Review: Stalin by Oleg Khlevniuk

STALIN, OLEG KHLEVNIUK, COMMUNISM, HISTORY, RUSSIA, SOVIET, USSR, HITLER, DICTATOR
Stalin
To consider Stalin, for most historians, anything other than a monster would be a crime of large proportions. In fact so much so that he is often deprived of all feelings and emotions he might have had when alive. Whether these feelings and emotions actually existed or not would never be known, but still voices of denials of their existence are more powerful than which claim otherwise. Khlevniuk writes, “in today’s Russia, on the other hand, Stain’s image is primarily being shaped by pseudo-scholary apologias. Most of these authors blend a lack of the most elementary knowledge with a willingness to make bold assertions”.
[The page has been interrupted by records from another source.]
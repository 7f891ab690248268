//! Tool-call id remapping for mid-session provider switches.
//!
//! A session that moved from a `toolu_…` provider to a `call_…` provider
//! still carries the original ids in its event log. At request time the
//! adapter builds a deterministic remap for every id that doesn't match
//! its format, applies it to the outgoing messages, and reverses it on
//! incoming tool-call events so event-log ids stay stable.

use std::collections::hash_map::DefaultHasher;
use std::collections::HashMap;
use std::hash::{Hash, Hasher};

use sb_domain::message::{ContentBlock, Message};

use crate::traits::ToolIdFormat;

/// A per-request bidirectional id mapping.
#[derive(Debug, Default, Clone)]
pub struct IdRemap {
    forward: HashMap<String, String>,
    reverse: HashMap<String, String>,
}

impl IdRemap {
    /// Build the remap for every tool-use / tool-result id in `messages`
    /// that doesn't match `target`.
    pub fn build(messages: &[Message], target: ToolIdFormat) -> Self {
        let mut remap = Self::default();
        for message in messages {
            for block in &message.content {
                let id = match block {
                    ContentBlock::ToolUse { id, .. } => id,
                    ContentBlock::ToolResult { tool_use_id, .. } => tool_use_id,
                    _ => continue,
                };
                if !target.matches(id) && !remap.forward.contains_key(id) {
                    let mapped = deterministic_id(id, target);
                    remap.reverse.insert(mapped.clone(), id.clone());
                    remap.forward.insert(id.clone(), mapped);
                }
            }
        }
        remap
    }

    pub fn is_empty(&self) -> bool {
        self.forward.is_empty()
    }

    /// Outbound: original id → target-format id.
    pub fn apply(&self, id: &str) -> String {
        self.forward.get(id).cloned().unwrap_or_else(|| id.to_owned())
    }

    /// Inbound: target-format id → original id.
    pub fn reverse(&self, id: &str) -> String {
        self.reverse.get(id).cloned().unwrap_or_else(|| id.to_owned())
    }

    /// Rewrite all tool ids in a message list for the outbound request.
    pub fn apply_to_messages(&self, messages: &mut [Message]) {
        if self.is_empty() {
            return;
        }
        for message in messages {
            for block in &mut message.content {
                match block {
                    ContentBlock::ToolUse { id, .. } => {
                        *id = self.apply(id);
                    }
                    ContentBlock::ToolResult { tool_use_id, .. } => {
                        *tool_use_id = self.apply(tool_use_id);
                    }
                    _ => {}
                }
            }
        }
    }
}

/// Derive a stable target-format id from the original.
///
/// Hash-based so the same original id always maps to the same target id
/// within and across requests.
fn deterministic_id(original: &str, target: ToolIdFormat) -> String {
    let mut hasher = DefaultHasher::new();
    original.hash(&mut hasher);
    let digest = hasher.finish();
    format!("{}{digest:016x}", target.prefix())
}

#[cfg(test)]
mod tests {
    use super::*;

    fn assistant_with_tool(id: &str) -> Message {
        Message {
            role: sb_domain::message::Role::Assistant,
            content: vec![ContentBlock::ToolUse {
                id: id.into(),
                name: "bash".into(),
                input: serde_json::json!({}),
            }],
        }
    }

    #[test]
    fn matching_ids_pass_through() {
        let messages = vec![assistant_with_tool("call_abc")];
        let remap = IdRemap::build(&messages, ToolIdFormat::OpenAi);
        assert!(remap.is_empty());
        assert_eq!(remap.apply("call_abc"), "call_abc");
    }

    #[test]
    fn foreign_ids_are_remapped_deterministically() {
        let messages = vec![assistant_with_tool("toolu_01XYZ")];
        let a = IdRemap::build(&messages, ToolIdFormat::OpenAi);
        let b = IdRemap::build(&messages, ToolIdFormat::OpenAi);
        let mapped = a.apply("toolu_01XYZ");
        assert!(mapped.starts_with("call_"));
        assert_eq!(mapped, b.apply("toolu_01XYZ"));
    }

    #[test]
    fn roundtrip_law() {
        // P7: for any id x remapped to y on outbound, incoming references
        // to y rewrite back to x.
        let messages = vec![
            assistant_with_tool("toolu_first"),
            Message::tool_result("toolu_first", "ok", false),
            assistant_with_tool("toolu_second"),
        ];
        let remap = IdRemap::build(&messages, ToolIdFormat::OpenAi);
        for original in ["toolu_first", "toolu_second"] {
            let outbound = remap.apply(original);
            assert_ne!(outbound, original);
            assert_eq!(remap.reverse(&outbound), original);
        }
    }

    #[test]
    fn apply_to_messages_rewrites_both_block_kinds() {
        let mut messages = vec![
            assistant_with_tool("toolu_x"),
            Message::tool_result("toolu_x", "output", false),
        ];
        let remap = IdRemap::build(&messages, ToolIdFormat::OpenAi);
        remap.apply_to_messages(&mut messages);

        let ContentBlock::ToolUse { id, .. } = &messages[0].content[0] else {
            panic!("expected tool_use");
        };
        let ContentBlock::ToolResult { tool_use_id, .. } = &messages[1].content[0] else {
            panic!("expected tool_result");
        };
        assert_eq!(id, tool_use_id);
        assert!(id.starts_with("call_"));
    }

    #[test]
    fn gemini_accepts_everything() {
        let messages = vec![assistant_with_tool("toolu_01XYZ")];
        let remap = IdRemap::build(&messages, ToolIdFormat::Gemini);
        assert!(remap.is_empty());
    }
}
The book begins with events of March, 1953, when Stalin was critically ill and his closest comrades were around him, or were trying to be around him, perpetually in fear of arousing his wrath lest he accused them of interfering in his daily activities. They were: Georgy Malenkov, Lavrenty Beria, Nikita Khrushchev, and Nikolai Bulganin. The flow of the book is sequential, with dropped-in scenes from this March of 1953, when most awaited the vozhd’s death, or rather wanted his death. Ioseb Jughashvili was born on 6-December, 1878 – a fact rather hidden in the official Soviet biography of that time.
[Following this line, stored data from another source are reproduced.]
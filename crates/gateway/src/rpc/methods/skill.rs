//! `skill.*` — the skill registry surface.

use serde_json::Value;

use crate::rpc::{str_param, MethodRegistry, RequestContext};

pub fn register(registry: &mut MethodRegistry) {
    registry.register(
        "skill.list",
        &[],
        |ctx: RequestContext, _params: Value| async move {
            Ok(serde_json::json!({"skills": ctx.state.skills.list()}))
        },
    );

    registry.register(
        "skill.get",
        &["name"],
        |ctx: RequestContext, params: Value| async move {
            let name = str_param(&params, "name")?;
            let skill = ctx.state.skills.get(&name)?;
            Ok(serde_json::json!({
                "name": skill.name,
                "description": skill.description,
                "path": skill.path,
                "content": skill.content,
            }))
        },
    );

    registry.register(
        "skill.refresh",
        &[],
        |ctx: RequestContext, _params: Value| async move {
            let count = ctx.state.skills.refresh();
            Ok(serde_json::json!({"count": count}))
        },
    );

    registry.register(
        "skill.remove",
        &["name"],
        |ctx: RequestContext, params: Value| async move {
            let name = str_param(&params, "name")?;
            ctx.state.skills.remove(&name)?;
            Ok(serde_json::json!({"removed": true}))
        },
    );
}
The author has diligently dug in the archives to bring out a clearer picture of the power struggle behind Stalin’s back. From Stalin’s school days to his rebellious youth in the religious church, the portrait drawn is neither dry nor garnished with unnecessary facts. Though now Stalin is being written about through this lens of hindsight, sometimes this leads to too narrow an approach. It seems no matter what Stalin did, he was always wrong. Or always plotting against someone or the other. His various affairs and the terror of repression and kulaks are written about in much detail. Of all the leaders after Lenin’s death, why could only Stalin become the vozhd? The author gives ornate descriptions of the mindset of various comrades and their actions, but it was only Stalin who had this insatiable zeal to come out at the top.
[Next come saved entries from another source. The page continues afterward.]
// ━━━━━━━━━━━━━━━━━━━━━━━━━━━━━━━━━━━━━━━━━━━━━━━━━━━━━━━━━━━━━━━━━━
// One inference + tool-dispatch cycle
// ━━━━━━━━━━━━━━━━━━━━━━━━━━━━━━━━━━━━━━━━━━━━━━━━━━━━━━━━━━━━━━━━━━

async fn run_turn(
    deps: &Arc<TurnDeps>,
    subagents: &Arc<SubagentTracker>,
    session: &Arc<ActiveSession>,
    cancel: &CancellationToken,
) -> TurnFlow {
    let session_id = session.session_id.clone();
    let turn = session.turn.load(Ordering::SeqCst) + 1;

    if cancel.is_cancelled() {
        fail_turn(
            deps,
            session,
            TurnFailedPayload {
                turn,
                code: None,
                message: "interrupted before inference".into(),
                recoverable: true,
                interrupted: true,
                partial_content: None,
            },
        );
        return TurnFlow::Stopped;
    }

    // ── Prepare: compaction, reconstruction, composition ───────────
    if session.budget.lock().should_compact() && deps.config.compaction.auto {
        if let Err(e) = compact::execute_compaction(deps, session, cancel.clone()).await {
            tracing::warn!(session_id = %session_id, error = %e, "auto-compaction failed; continuing uncompacted");
        }
    }

    let messages = match reconstruct(deps, &session_id) {
        Ok(messages) => messages,
        Err(e) => {
            fail_turn(
                deps,
                session,
                TurnFailedPayload {
                    turn,
                    code: None,
                    message: format!("reconstruction failed: {e}"),
                    recoverable: false,
                    interrupted: false,
                    partial_content: None,
                },
            );
            return TurnFlow::Stopped;
        }
    };

    let admission = session
        .budget
        .lock()
        .can_accept_turn(DEFAULT_MAX_OUTPUT as u64);
    if admission.would_exceed_limit {
        fail_turn(
            deps,
            session,
            TurnFailedPayload {
                turn,
                code: Some("CTX".into()),
                message: "context window exhausted; compact and retry".into(),
                recoverable: true,
                interrupted: false,
                partial_content: None,
            },
        );
        return TurnFlow::Stopped;
    }

    let model = session.model.read().clone();
    let (provider, model_name) = match deps.providers.resolve(&model) {
        Ok(resolved) => resolved,
        Err(e) => {
            fail_turn(
                deps,
                session,
                TurnFailedPayload {
                    turn,
                    code: None,
                    message: e.to_string(),
                    recoverable: false,
                    interrupted: false,
                    partial_content: None,
                },
            );
            return TurnFlow::Stopped;
        }
    };

    let inputs = build_context_inputs(deps, session, turn).await;
    let mut tools = deps.tools.registry().definitions(&deps.denial);
    tools.extend(subagent::tool_definitions());
    tools.push(todo_tool_definition());

    let request = ProviderRequest {
        model: model_name.clone(),
        messages,
        tools,
        system_parts: compose_system_parts(&inputs),
        max_output: Some(DEFAULT_MAX_OUTPUT),
        temperature: None,
        stop_sequences: Vec::new(),
        reasoning_level: None,
        thinking_budget: None,
    };

    // ── Stream ─────────────────────────────────────────────────────
    append(
        deps,
        &session_id,
        EventPayload::StreamTurnStart(StreamTurnStartPayload { turn }),
    );
    session.publish("stream.turn_start", serde_json::json!({"turn": turn}));

    let mut stream = match provider.stream(&request, cancel.clone()).await {
        Ok(stream) => stream,
        Err(e) => {
            provider_failure(deps, session, provider.id(), turn, &e, None);
            return TurnFlow::Stopped;
        }
    };

    let coalesce = deps.config.sessions.delta_coalesce_chars;
    let mut text_buf = String::new();
    let mut thinking_buf = String::new();
    let mut delta_buf = String::new();
    let mut thinking_delta_buf = String::new();
    // (call_id, tool_name, args_json_buffer), in emission order.
    let mut pending_calls: Vec<(String, String, String)> = Vec::new();
    let mut outcome: Option<(StopReason, Option<sb_domain::tokens::RawTokenCounts>)> = None;
    let mut was_cancelled = false;

    while let Some(item) = stream.next().await {
        if cancel.is_cancelled() {
            was_cancelled = true;
            break;
        }
        let event = match item {
            Ok(event) => event,
            Err(e) => {
                flush_text(deps, session, turn, coalesce, &mut delta_buf, true);
                provider_failure(deps, session, provider.id(), turn, &e, Some(&text_buf));
                return TurnFlow::Stopped;
            }
        };
        match event {
            StreamEvent::TextDelta { text } => {
                text_buf.push_str(&text);
                delta_buf.push_str(&text);
                flush_text(deps, session, turn, coalesce, &mut delta_buf, false);
            }
            StreamEvent::ThinkingDelta { text } => {
                thinking_buf.push_str(&text);
                thinking_delta_buf.push_str(&text);
                flush_thinking(deps, session, turn, coalesce, &mut thinking_delta_buf, false);
            }
            StreamEvent::ToolCallStart { call_id, tool_name } => {
                pending_calls.push((call_id, tool_name, String::new()));
            }
            StreamEvent::ToolCallDelta { call_id, delta } => {
                if let Some(call) = pending_calls.iter_mut().find(|c| c.0 == call_id) {
                    call.2.push_str(&delta);
                }
            }
            StreamEvent::Done { stop_reason, usage } => {
                outcome = Some((stop_reason, usage));
            }
            StreamEvent::Error { message } => {
                flush_text(deps, session, turn, coalesce, &mut delta_buf, true);
                let error = Error::Provider {
                    provider: provider.id().to_owned(),
                    message,
                };
                provider_failure(deps, session, provider.id(), turn, &error, Some(&text_buf));
                return TurnFlow::Stopped;
            }
            StreamEvent::Start | StreamEvent::TextStart | StreamEvent::TextEnd => {}
        }
    }

    flush_text(deps, session, turn, coalesce, &mut delta_buf, true);
    flush_thinking(deps, session, turn, coalesce, &mut thinking_delta_buf, true);

    // ── Cancelled mid-stream ───────────────────────────────────────
    if was_cancelled || (outcome.is_none() && cancel.is_cancelled()) {
        let content = assemble_blocks(&thinking_buf, &text_buf, &pending_calls);
        if !content.is_empty() {
            append(
                deps,
                &session_id,
                EventPayload::MessageAssistant(MessageAssistantPayload {
                    content,
                    stop_reason: StopReason::EndTurn,
                    incomplete: true,
                }),
            );
        }
        fail_turn(
            deps,
            session,
            TurnFailedPayload {
                turn,
                code: None,
                message: "turn interrupted".into(),
                recoverable: true,
                interrupted: true,
                partial_content: (!text_buf.is_empty()).then(|| text_buf.clone()),
            },
        );
        return TurnFlow::Stopped;
    }

    let Some((stop_reason, raw_usage)) = outcome else {
        // Stream ended without a Done event.
        let error = Error::Provider {
            provider: provider.id().to_owned(),
            message: "stream closed before completion".into(),
        };
        provider_failure(deps, session, provider.id(), turn, &error, Some(&text_buf));
        return TurnFlow::Stopped;
    };

    // ── Token normalization ────────────────────────────────────────
    let previous_context = session.prev_context_tokens.load(Ordering::SeqCst);
    let record = match usage::normalize(
        raw_usage,
        provider.usage_semantics(),
        previous_context,
        &session_id,
        turn,
        provider.id(),
    ) {
        Ok(record) => record,
        Err(e) => {
            fail_turn(
                deps,
                session,
                TurnFailedPayload {
                    turn,
                    code: Some("TOKEN_EXTRACTION".into()),
                    message: e.to_string(),
                    recoverable: false,
                    interrupted: false,
                    partial_content: None,
                },
            );
            return TurnFlow::Stopped;
        }
    };

    // ── Final assistant message + turn end ─────────────────────────
    let content = assemble_blocks(&thinking_buf, &text_buf, &pending_calls);
    let assistant_event = append(
        deps,
        &session_id,
        EventPayload::MessageAssistant(MessageAssistantPayload {
            content,
            stop_reason,
            incomplete: false,
        }),
    );
    if let Some(ref event) = assistant_event {
        session.publish(
            "message.assistant",
            serde_json::json!({
                "eventId": event.id,
                "stopReason": stop_reason.as_str(),
            }),
        );
    }

    finish_turn(deps, session, turn, &record);

    match stop_reason {
        StopReason::ToolUse => {
            dispatch_tools(deps, subagents, session, cancel, turn, &pending_calls).await
        }
        _ => TurnFlow::Complete,
    }
}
The later events of World War II, his meetings with Churchill and Roosevelt in Teheran, Yalta and Potsdam, his efforts during Cold War to race ahead in arming USSR with nuclear-heads, his orders of shooting people close to him just to upset the balance of power, and his quirky behaviour with people associated with cinema – it’s all covered in this one. The analysis of Stalin when Hitler attacked USSR is nothing short of brilliant – the tension, the pressure, and the failure of the leader to lead. His transition to a ‘Generalissimo’ in eyes of his ‘followers’ is a tale worth remembering. The failures of Soviet leaders in terms of economic policies, wrong war-time decisions, strategic mistakes, political maneuvering are analysed in great detail by Khlevniuk.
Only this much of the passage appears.